In this process, carbon atoms from CO₂ are fixed into glucose, and the oxygen molecules are released as a byproduct. The matter involved (carbon, hydrogen, and oxygen) is rearranged but conserved overall; the atoms are transformed into different molecules.

Cellular respiration is the process by which organisms, including plants, convert the chemical energy in glucose into ATP (adenosine triphosphate) to fuel cellular activities. The overall equation for cellular respiration can be summarized as:

\[ C_6H_{12}O_6 + 6O_2 \rightarrow 6CO_2 + 6H_2O + \text{energy (ATP)} \]

In this process, the glucose and oxygen are transformed back into carbon dioxide and water, releasing energy. Again, the matter is conserved; the atoms that made up glucose and oxygen are rearranged and transformed into their constituent parts—water and carbon dioxide.
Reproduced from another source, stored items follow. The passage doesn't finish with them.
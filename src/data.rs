//! Nullable, FIRST and FOLLOW sets of a grammar.
//!
//! All three are computed by plain iteration until no set grows anymore.
use std::collections::{BTreeMap, BTreeSet};

use itertools::Itertools;

use crate::{NonTerminal, Rule, Symbol, SymbolTable, Terminal};

#[derive(Debug, Clone, PartialEq, Eq, Default)]
pub struct GrammarData {
    nullable: BTreeSet<NonTerminal>,
    first: BTreeMap<NonTerminal, BTreeSet<Terminal>>,
    follow: BTreeMap<NonTerminal, BTreeSet<Terminal>>,
}

impl GrammarData {
    pub(crate) fn compute<V>(
        symbols: &SymbolTable,
        rules: &[Rule<V>],
        start: NonTerminal,
        eos: Terminal,
    ) -> Self {
        let nullable = Self::compute_nullable(rules);
        let first = Self::compute_first(symbols, rules, &nullable);
        let follow = Self::compute_follow(symbols, rules, &nullable, &first, start, eos);

        log::debug!(
            "grammar analysis done: {} rules, nullable = {{{}}}",
            rules.len(),
            nullable.iter().map(|&nt| symbols.name(nt)).join(", ")
        );

        Self {
            nullable,
            first,
            follow,
        }
    }

    /// The non-terminal derives the empty string.
    pub fn is_nullable(&self, nt: NonTerminal) -> bool {
        self.nullable.contains(&nt)
    }

    /// Fetch the terminal symbols starting a derivation of the non-terminal.
    ///
    /// # Panics
    /// Panics if the non-terminal belongs to another grammar.
    pub fn first(&self, nt: NonTerminal) -> &BTreeSet<Terminal> {
        self.first
            .get(&nt)
            .unwrap_or_else(|| panic!("non-terminal #{} is not part of the grammar", nt.index))
    }

    /// Returns every terminal which can be located right after the non-terminal.
    ///
    /// # Panics
    /// Panics if the non-terminal belongs to another grammar.
    pub fn follow(&self, nt: NonTerminal) -> &BTreeSet<Terminal> {
        self.follow
            .get(&nt)
            .unwrap_or_else(|| panic!("non-terminal #{} is not part of the grammar", nt.index))
    }

    fn compute_nullable<V>(rules: &[Rule<V>]) -> BTreeSet<NonTerminal> {
        let mut nullable = BTreeSet::default();
        let mut changed = true;

        while changed {
            changed = false;
            for rule in rules {
                if nullable.contains(&rule.lhs) {
                    continue;
                }

                let derives_empty = rule.rhs.iter().all(|sym| match sym {
                    Symbol::Terminal(_) => false,
                    Symbol::NonTerminal(nt) => nullable.contains(nt),
                });

                if derives_empty {
                    nullable.insert(rule.lhs);
                    changed = true;
                }
            }
        }

        nullable
    }

    fn compute_first<V>(
        symbols: &SymbolTable,
        rules: &[Rule<V>],
        nullable: &BTreeSet<NonTerminal>,
    ) -> BTreeMap<NonTerminal, BTreeSet<Terminal>> {
        let mut first: BTreeMap<NonTerminal, BTreeSet<Terminal>> = symbols
            .iter_non_terminals()
            .map(|nt| (nt, BTreeSet::default()))
            .collect();

        let mut changed = true;
        while changed {
            changed = false;
            for rule in rules {
                let mut found = BTreeSet::<Terminal>::default();

                for sym in rule.rhs.iter() {
                    match sym {
                        Symbol::Terminal(t) => {
                            found.insert(*t);
                            break;
                        }
                        Symbol::NonTerminal(nt) => {
                            found.extend(first[nt].iter().copied());
                            if !nullable.contains(nt) {
                                break;
                            }
                        }
                    }
                }

                let set = first.entry(rule.lhs).or_default();
                let before = set.len();
                set.extend(found);
                changed |= set.len() != before;
            }
        }

        first
    }

    fn compute_follow<V>(
        symbols: &SymbolTable,
        rules: &[Rule<V>],
        nullable: &BTreeSet<NonTerminal>,
        first: &BTreeMap<NonTerminal, BTreeSet<Terminal>>,
        start: NonTerminal,
        eos: Terminal,
    ) -> BTreeMap<NonTerminal, BTreeSet<Terminal>> {
        let mut follow: BTreeMap<NonTerminal, BTreeSet<Terminal>> = symbols
            .iter_non_terminals()
            .map(|nt| (nt, BTreeSet::default()))
            .collect();

        follow.entry(start).or_default().insert(eos);

        let mut changed = true;
        while changed {
            changed = false;
            for rule in rules {
                for (pos, sym) in rule.rhs.iter().enumerate() {
                    let Symbol::NonTerminal(b) = sym else {
                        continue;
                    };

                    // A → α B β: FIRST(β), and FOLLOW(A) if β derives ε.
                    let mut found = BTreeSet::<Terminal>::default();
                    let mut trailing = true;

                    for next in rule.rhs[pos + 1..].iter() {
                        match next {
                            Symbol::Terminal(t) => {
                                found.insert(*t);
                                trailing = false;
                                break;
                            }
                            Symbol::NonTerminal(nt) => {
                                found.extend(first[nt].iter().copied());
                                if !nullable.contains(nt) {
                                    trailing = false;
                                    break;
                                }
                            }
                        }
                    }

                    if trailing {
                        found.extend(follow[&rule.lhs].iter().copied());
                    }

                    let set = follow.entry(*b).or_default();
                    let before = set.len();
                    set.extend(found);
                    changed |= set.len() != before;
                }
            }
        }

        follow
    }
}
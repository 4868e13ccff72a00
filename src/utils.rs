//! Shared filesystem helpers used across the update engine

use std::ffi::OsString;
use std::fs;
use std::io;
use std::path::{Path, PathBuf};

/// `path` with `.ext` appended to the full file name (`citadel` -> `citadel.old`).
pub fn sidecar_path(path: &Path, ext: &str) -> PathBuf {
    let mut name = OsString::from(path.as_os_str());
    name.push(".");
    name.push(ext);
    PathBuf::from(name)
}

/// Copy `src` to `dst` byte for byte, keep the source permissions, and fsync.
pub fn copy_file_synced(src: &Path, dst: &Path) -> io::Result<u64> {
    let mut src_file = fs::File::open(src)?;
    let permissions = src_file.metadata()?.permissions();

    let mut dst_file = fs::OpenOptions::new()
        .write(true)
        .create(true)
        .truncate(true)
        .open(dst)?;

    let copied = io::copy(&mut src_file, &mut dst_file)?;
    dst_file.sync_all()?;
    drop(dst_file);

    fs::set_permissions(dst, permissions)?;
    Ok(copied)
}

/// Mark a file executable (0755). No-op on Windows.
pub fn set_executable(path: &Path) -> io::Result<()> {
    #[cfg(unix)]
    {
        use std::os::unix::fs::PermissionsExt;
        fs::set_permissions(path, fs::Permissions::from_mode(0o755))?;
    }
    #[cfg(not(unix))]
    let _ = path;
    Ok(())
}

/// Remove a file, treating "already gone" as success.
pub fn remove_if_exists(path: &Path) -> io::Result<()> {
    match fs::remove_file(path) {
        Err(e) if e.kind() != io::ErrorKind::NotFound => Err(e),
        _ => Ok(()),
    }
}

#[cfg(test)]
mod tests {
    use super::*;

    #[test]
    fn test_sidecar_path_appends_extension() {
        assert_eq!(
            sidecar_path(Path::new("/usr/local/bin/citadel"), "old"),
            PathBuf::from("/usr/local/bin/citadel.old")
        );
        assert_eq!(
            sidecar_path(Path::new("C:/tools/citadel.exe"), "tmp"),
            PathBuf::from("C:/tools/citadel.exe.tmp")
        );
    }

    #[test]
    fn test_copy_file_synced_preserves_content_and_mode() {
        let dir = tempfile::tempdir().unwrap();
        let src = dir.path().join("src");
        let dst = dir.path().join("dst");
        fs::write(&src, b"payload").unwrap();
        set_executable(&src).unwrap();
        fs::write(&dst, b"a much longer previous payload").unwrap();

        assert_eq!(copy_file_synced(&src, &dst).unwrap(), 7);
        assert_eq!(fs::read(&dst).unwrap(), b"payload");

        #[cfg(unix)]
        {
            use std::os::unix::fs::PermissionsExt;
            let mode = fs::metadata(&dst).unwrap().permissions().mode();
            assert_eq!(mode & 0o111, 0o111);
        }
    }

    #[test]
    fn test_remove_if_exists_is_idempotent() {
        let dir = tempfile::tempdir().unwrap();
        let path = dir.path().join("gone");
        fs::write(&path, b"x").unwrap();
        remove_if_exists(&path).unwrap();
        remove_if_exists(&path).unwrap();
        assert!(!path.exists());
    }
}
Differences in Oxygen Production: The oxygen production of plants varies throughout the day due to the light-dependent nature of photosynthesis. During the day, when there is ample sunlight, photosynthesis occurs at a high rate, producing a significant amount of oxygen. However, at night, photosynthesis halts due to the lack of sunlight, and while cellular respiration continues (where oxygen is consumed and carbon dioxide is produced), overall oxygen production decreases.

Effects of a Dark Environment on a Plant: If a plant is placed in a completely dark environment, it would be unable to perform photosynthesis since this process requires sunlight. Without the ability to produce glucose and oxygen, the plant's primary energy source would be compromised.

In terms of biomolecules, the plant would struggle to create the four main types of biomolecules:

1. Carbohydrates: Glucose, a primary carbohydrate, would not be synthesized, depriving the plant of its energy source.

2. Proteins: Proteins require amino acids, many of which are synthesized from glucose. The lack of glucose would lead to decreased protein synthesis.

3. Lipids: Fats and oils are synthesized from carbohydrate sources. Without carbohydrates, lipid production would also decline.

4. Nucleic Acids: While nucleic acids (DNA and RNA) can be synthesized from other precursors, the lack of energy and necessary building blocks from carbohydrates would hinder their synthesis, affecting the plant’s growth and reproduction.

In summary, without light, a plant would eventually exhaust its stored energy reserves and would not be able to synthesize essential biomolecules, which could lead to its decline and eventual death. The conservation of matter throughout these processes highlights the interconnectedness of energy transformation and the maintenance of life processes in plants.